Sunday, February 3, 2013

week 2: the subversive text


Can art be subversive?  My first instinctual, fight or flight liberal-minded reply is a vociferous, “well, of course it can be,” yet if subversiveness entails the motivation to rebel against that which is conformist or the status quo, then does not the subversiveness eventually become void of subversion since it must, at some point, become a means of conformism (a new order) itself? 

Before I continue to rebel, or “push against [my] inner Devil’s Advocate” it may prove productive to explore when art can be subversive because it seems to me that the question is a matter of time and space as well as mode. 

I recently worked on revisions for an essay with the subject matter of subversiveness, so for the sake of convenience and relevance a text that comes to mind is Edna O’Brien’s short-story “A Scandalous Woman” (1974).  Her short story explores much by way of the private sphere of women in rural Ireland.  It is through her juxtaposition of the symbolic representations of a patriarchal system of religion with the more fecund, traditional folkways connected with time-honored female influences that O’Brien was able to expose the strangulated roles of women within the rural Irish landscape.  What fascinated me most about her short-story as a means of subversiveness is what Ronan McDonald claims to be “a subversive strategy of understatement” (249).

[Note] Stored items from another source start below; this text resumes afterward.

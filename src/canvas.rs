// yaff-kit/src/canvas.rs
//
// Copyright © 2018 The Pathfinder Project Developers.
//
// Licensed under the Apache License, Version 2.0 <LICENSE-APACHE or
// http://www.apache.org/licenses/LICENSE-2.0> or the MIT license
// <LICENSE-MIT or http://opensource.org/licenses/MIT>, at your
// option. This file may not be copied, modified, or distributed
// except according to those terms.

//! An in-memory bitmap surface for glyph compositing, and the trait that output surfaces
//! implement.

use pathfinder_geometry::rect::RectI;
use pathfinder_geometry::vector::Vector2I;
use std::cmp;

/// An 8-bit-per-channel color with straight (not premultiplied) alpha.
#[derive(Clone, Copy, Debug, Default, PartialEq, Eq, Hash)]
pub struct ColorU {
    /// Red.
    pub r: u8,
    /// Green.
    pub g: u8,
    /// Blue.
    pub b: u8,
    /// Alpha.
    pub a: u8,
}

impl ColorU {
    /// Creates a color from its four channels.
    #[inline]
    pub const fn new(r: u8, g: u8, b: u8, a: u8) -> ColorU {
        ColorU { r, g, b, a }
    }

    /// Fully transparent black, the color a fresh canvas is filled with.
    #[inline]
    pub const fn transparent_black() -> ColorU {
        ColorU::new(0, 0, 0, 0)
    }

    /// Opaque black.
    #[inline]
    pub const fn black() -> ColorU {
        ColorU::new(0, 0, 0, 0xff)
    }

    /// Opaque white, the color of decoded ink.
    #[inline]
    pub const fn white() -> ColorU {
        ColorU::new(0xff, 0xff, 0xff, 0xff)
    }

    #[inline]
    pub(crate) fn to_rgba(self) -> [u8; 4] {
        [self.r, self.g, self.b, self.a]
    }
}

/// A 2D pixel surface that text can be composited onto.
///
/// Rendering takes the surface by `&mut`, so a surface is never shared between two render
/// calls at once. Use one surface per thread (or per call) to render concurrently.
pub trait Surface {
    /// Returns the size of the surface, in pixels.
    fn size(&self) -> Vector2I;

    /// Resizes the surface. The contents afterwards are fully transparent.
    fn resize(&mut self, size: Vector2I);

    /// Resets every pixel to transparent black.
    fn clear(&mut self);

    /// Copies `bitmap` onto the surface with its top left corner at `origin`, replacing the
    /// destination pixels. Parts that fall outside the surface are clipped.
    fn draw_bitmap(&mut self, bitmap: &Canvas, origin: Vector2I);

    /// Replaces the color of every pixel that is not fully transparent with `color`, keeping
    /// the pixel's alpha.
    fn stencil_fill(&mut self, color: ColorU);

    /// Returns the raw pixel data.
    fn pixels(&self) -> &[u8];
}

/// An in-memory bitmap surface for glyph compositing.
#[derive(Clone, Debug, PartialEq)]
pub struct Canvas {
    /// The raw pixel data.
    pub pixels: Vec<u8>,
    /// The size of the buffer, in pixels.
    pub size: Vector2I,
    /// The number of *bytes* between successive rows.
    pub stride: usize,
    /// The image format of the canvas.
    pub format: Format,
}

impl Canvas {
    /// Creates a new blank canvas with the given pixel size and format.
    ///
    /// Stride is automatically calculated from width. Negative dimensions are treated as 0.
    ///
    /// The canvas is initialized with transparent black (all values 0).
    #[inline]
    pub fn new(size: Vector2I, format: Format) -> Canvas {
        let size = clamp_size(size);
        Canvas::with_stride(
            size,
            size.x() as usize * format.bytes_per_pixel() as usize,
            format,
        )
    }

    /// Creates a new blank canvas with the given pixel size, stride (number of bytes between
    /// successive rows), and format.
    ///
    /// The canvas is initialized with transparent black (all values 0).
    pub fn with_stride(size: Vector2I, stride: usize, format: Format) -> Canvas {
        let size = clamp_size(size);
        Canvas {
            pixels: vec![0; stride * size.y() as usize],
            size,
            stride,
            format,
        }
    }

    /// Wraps already decoded, tightly packed pixels.
    ///
    /// Panics if `pixels` does not hold exactly `size.x() * size.y()` pixels.
    pub(crate) fn from_pixels(size: Vector2I, format: Format, pixels: Vec<u8>) -> Canvas {
        let stride = size.x() as usize * format.bytes_per_pixel() as usize;
        assert_eq!(
            pixels.len(),
            stride * size.y() as usize,
            "pixel buffer doesn't match the canvas size"
        );
        Canvas {
            pixels,
            size,
            stride,
            format,
        }
    }

    /// Returns the rectangle this canvas covers, with its origin at (0, 0).
    #[inline]
    pub fn bounds(&self) -> RectI {
        RectI::new(Vector2I::zero(), self.size)
    }

    /// Returns the pixel at `position` as RGBA, or `None` if it lies outside the canvas.
    ///
    /// `A8` pixels are reported as white with the stored alpha.
    pub fn pixel(&self, position: Vector2I) -> Option<ColorU> {
        if position.x() < 0
            || position.y() < 0
            || position.x() >= self.size.x()
            || position.y() >= self.size.y()
        {
            return None;
        }
        let bytes_per_pixel = self.format.bytes_per_pixel() as usize;
        let start = position.y() as usize * self.stride + position.x() as usize * bytes_per_pixel;
        let pixel = &self.pixels[start..(start + bytes_per_pixel)];
        Some(match self.format {
            Format::Rgba32 => ColorU::new(pixel[0], pixel[1], pixel[2], pixel[3]),
            Format::A8 => ColorU::new(0xff, 0xff, 0xff, pixel[0]),
        })
    }

    /// Returns true if and only if every pixel is fully transparent.
    pub fn is_transparent(&self) -> bool {
        match self.format {
            Format::Rgba32 => self.pixels.chunks(4).all(|pixel| pixel[3] == 0),
            Format::A8 => self.pixels.iter().all(|&alpha| alpha == 0),
        }
    }

    /// Copies `src` onto this canvas at `origin`, converting formats as needed.
    pub fn blit_from_canvas(&mut self, src: &Canvas, origin: Vector2I) {
        self.blit_from(&src.pixels, src.size, src.stride, src.format, origin)
    }

    /// Copies raw pixels onto this canvas at `origin`, converting formats as needed.
    ///
    /// Pixels that land outside this canvas are clipped.
    pub fn blit_from(
        &mut self,
        src_bytes: &[u8],
        src_size: Vector2I,
        src_stride: usize,
        src_format: Format,
        origin: Vector2I,
    ) {
        let src_size = clamp_size(src_size);
        let min_x = cmp::max(origin.x(), 0);
        let min_y = cmp::max(origin.y(), 0);
        let max_x = cmp::min(origin.x() + src_size.x(), self.size.x());
        let max_y = cmp::min(origin.y() + src_size.y(), self.size.y());
        if min_x >= max_x || min_y >= max_y {
            return;
        }
        let dest_rect = RectI::new(
            Vector2I::new(min_x, min_y),
            Vector2I::new(max_x - min_x, max_y - min_y),
        );
        let src_offset = dest_rect.origin() - origin;

        match (self.format, src_format) {
            (Format::A8, Format::A8) | (Format::Rgba32, Format::Rgba32) => self
                .blit_from_with::<BlitMemcpy>(
                    src_bytes, src_stride, src_format, src_offset, dest_rect,
                ),
            (Format::A8, Format::Rgba32) => self.blit_from_with::<BlitRgba32ToA8>(
                src_bytes, src_stride, src_format, src_offset, dest_rect,
            ),
            (Format::Rgba32, Format::A8) => self.blit_from_with::<BlitA8ToRgba32>(
                src_bytes, src_stride, src_format, src_offset, dest_rect,
            ),
        }
    }

    fn blit_from_with<B>(
        &mut self,
        src_bytes: &[u8],
        src_stride: usize,
        src_format: Format,
        src_offset: Vector2I,
        dest_rect: RectI,
    ) where
        B: Blit,
    {
        let src_bytes_per_pixel = src_format.bytes_per_pixel() as usize;
        let dest_bytes_per_pixel = self.format.bytes_per_pixel() as usize;
        let width = dest_rect.width() as usize;

        for y in 0..(dest_rect.height() as usize) {
            let dest_row_start = (dest_rect.origin_y() as usize + y) * self.stride
                + dest_rect.origin_x() as usize * dest_bytes_per_pixel;
            let src_row_start = (src_offset.y() as usize + y) * src_stride
                + src_offset.x() as usize * src_bytes_per_pixel;
            let dest_row_end = dest_row_start + width * dest_bytes_per_pixel;
            let src_row_end = src_row_start + width * src_bytes_per_pixel;
            let dest_row_pixels = &mut self.pixels[dest_row_start..dest_row_end];
            let src_row_pixels = &src_bytes[src_row_start..src_row_end];
            B::blit(dest_row_pixels, src_row_pixels)
        }
    }
}

impl Surface for Canvas {
    #[inline]
    fn size(&self) -> Vector2I {
        self.size
    }

    fn resize(&mut self, size: Vector2I) {
        *self = Canvas::new(size, self.format);
    }

    fn clear(&mut self) {
        for byte in &mut self.pixels {
            *byte = 0;
        }
    }

    #[inline]
    fn draw_bitmap(&mut self, bitmap: &Canvas, origin: Vector2I) {
        self.blit_from_canvas(bitmap, origin)
    }

    fn stencil_fill(&mut self, color: ColorU) {
        // An alpha-only canvas has no color to replace.
        if self.format != Format::Rgba32 {
            return;
        }
        let [r, g, b, _] = color.to_rgba();
        for pixel in self.pixels.chunks_mut(4) {
            if pixel[3] != 0 {
                pixel[0] = r;
                pixel[1] = g;
                pixel[2] = b;
            }
        }
    }

    #[inline]
    fn pixels(&self) -> &[u8] {
        &self.pixels
    }
}

/// The image format for the canvas.
#[derive(Clone, Copy, Debug, PartialEq)]
pub enum Format {
    /// R8G8B8A8 with straight alpha.
    Rgba32,
    /// A8.
    A8,
}

impl Format {
    /// Returns the number of bits per pixel that this image format corresponds to.
    #[inline]
    pub fn bits_per_pixel(self) -> u8 {
        match self {
            Format::Rgba32 => 32,
            Format::A8 => 8,
        }
    }

    /// Returns the number of color channels per pixel that this image format corresponds to.
    #[inline]
    pub fn components_per_pixel(self) -> u8 {
        match self {
            Format::Rgba32 => 4,
            Format::A8 => 1,
        }
    }

    /// Returns the number of bytes per pixel that this image format corresponds to.
    #[inline]
    pub fn bytes_per_pixel(self) -> u8 {
        self.bits_per_pixel() / 8
    }
}

#[inline]
fn clamp_size(size: Vector2I) -> Vector2I {
    Vector2I::new(cmp::max(size.x(), 0), cmp::max(size.y(), 0))
}

trait Blit {
    fn blit(dest: &mut [u8], src: &[u8]);
}

struct BlitMemcpy;

impl Blit for BlitMemcpy {
    #[inline]
    fn blit(dest: &mut [u8], src: &[u8]) {
        dest.clone_from_slice(src)
    }
}

struct BlitRgba32ToA8;

impl Blit for BlitRgba32ToA8 {
    #[inline]
    fn blit(dest: &mut [u8], src: &[u8]) {
        for (dest, src) in dest.iter_mut().zip(src.chunks(4)) {
            *dest = src[3]
        }
    }
}

struct BlitA8ToRgba32;

impl Blit for BlitA8ToRgba32 {
    #[inline]
    fn blit(dest: &mut [u8], src: &[u8]) {
        for (dest, src) in dest.chunks_mut(4).zip(src.iter()) {
            let value = if *src == 0 { 0 } else { 0xff };
            dest[0] = value;
            dest[1] = value;
            dest[2] = value;
            dest[3] = *src;
        }
    }
}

Simply, the nature of the short-story is to withdraw from the didactic, allowing for what is not said or what is implied through metaphor to depict the author’s message.  O’Brien would have naturally gravitated to subtle subversiveness given the time frame when she wrote “A Scandalous Woman.”  Revolutionary changes in Ireland concerning women’s issues were still hampered during the early 1970’s considering the nonexistence of divorce and legalized contraception—even with the backdrop of the Western feminist movement.  Therefore, the time and space in which she wrote dictated the mode of subversiveness (it is also of interest to note that some of her earlier novels were banned in Ireland).  

The writings of O'Brien and other women Irish writers helped to promote Ireland’s recent progressive social changes, but their artistic ventures were of a kind of subversiveness.  Until the factors of urbanization, economic upswing, and second wave-feminism could truly take root in Ireland, 
it is only natural that subversive strategies of coding (or understatement) would be an effective modus operandi.   

This brings me back to the original question of art as a means of subversion, as a means of political change.  The slippery nature of such a question is its ability to dictate an either/or answer, a yes or no.  Can art bring about political change?  Yes, but art in and of itself is not subversive (how was that for equivocation?).  The system that envelops the art, the time and space in which it exists (if it does at all), and the language and all its history and subtexts that define and motivate it represent the intertwined nature of such an understanding.  But once subversion takes place, when does it end?  


Works Cited
McDonald, Ronan. “Strategies of Silence: Colonial Strains in Short Stories of the  
          Troubles.” Yearbook of English Studies 35 (2005): 249-263. Literature Resource   
          Center.  Web. 17 Sept. 2009. 
O’Brien, Edna.  “A Scandalous Woman.”  Stories by Contemporary Irish Women.  Eds. Daniel J. Casey and Linda M. Casey.  Syracuse, New York: Syracuse University Press, 1990.  Print.